The understated beauty of the heath had an almost spiritual effect on me. I felt I could breathe easier and as though I had dropped a heavy load from my back. I realised that, although I love the sun and I will nearly always choose a tropical beach holiday over nearly any other kind, I could never properly live in a hot country. The freshness of a British afternoon after rain made me understand that this is the kind of weather I need. I hate the cold, yes, but I’m not like a Floridian or a Spaniard who thinks it’s cold at 15 degrees. It’s these dreary, overcast days that often make me feel miserable and trapped, but without them, I couldn’t take the kind of walk I took today. And without those walks, I wouldn’t be me.
If I was at home I’d have walked along the beach, from St Kilda to Lawyer’s Head, or to St Clair and back. If I’d gone St Clair wayI might have gone around the cliffs. I’d have looked out at the green grey Pacific and felt the sea air hit my face. I’d have let my shoes fill with sand and let the sea water soak the bottom of my jeans. I’d have sung Powderfinger‘s song Whatever makes you happy to myself, as I always do when I walk along my beach, and as I did today as I walked through narrow tracks in the woods.
I let the mud flick up the back of my legs as I walked.

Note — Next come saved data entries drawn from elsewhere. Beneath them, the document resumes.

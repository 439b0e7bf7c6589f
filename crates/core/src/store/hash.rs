//! Response store key generation.

use sha2::{Digest, Sha256};

use crate::http::Method;

/// Compute the store key for a cached response.
///
/// The method is part of the key so that GET and HEAD variants of the same
/// URL are stored (and purged) independently.
pub fn response_key(method: &Method, url: &str) -> String {
    let mut hasher = Sha256::new();
    hasher.update(method.as_str().as_bytes());
    hasher.update(b"\n");
    hasher.update(url.as_bytes());
    hex::encode(hasher.finalize())
}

I let the mud puddles soak through my sneakers and make my socks cold and brown. I let people walk by without smiling at them for once. I let myself get lost in the maze of paths that crisscross the heath. At one point I came across a man with three small children and a pushchair, and I helped him carry the kids across the giant bog of a mud puddle blocking their path. I saw squirrels bounce across the forest floor and spin around tree trunks. I came out of the darkness under the trees to look upon a bright green meadow, so British, so bucolic. (If it wasn’t for Steve’s use of the word I’d never have looked it up and I’d still think bucolic was a type of plague similar to bubonic.) The sun was behind the clouds, but throwing enough light to cast vague shadows. Not big shadows, like the shape of the trees on the grass, but little ones, like a shadow behind each blade of grass, making them all stand out against each other. I found three trees off the track that someone had wrapped in wool. It made me think of Ngaio.
It rained and I continued to walk. Hours. I was wet and cold and muddy. It made sense somehow. And then when I got home I caught up on some Outrageous Fortune.
I’m still not feeling fantastic but I’m on the way up, rather than down. Love and kisses to everyone.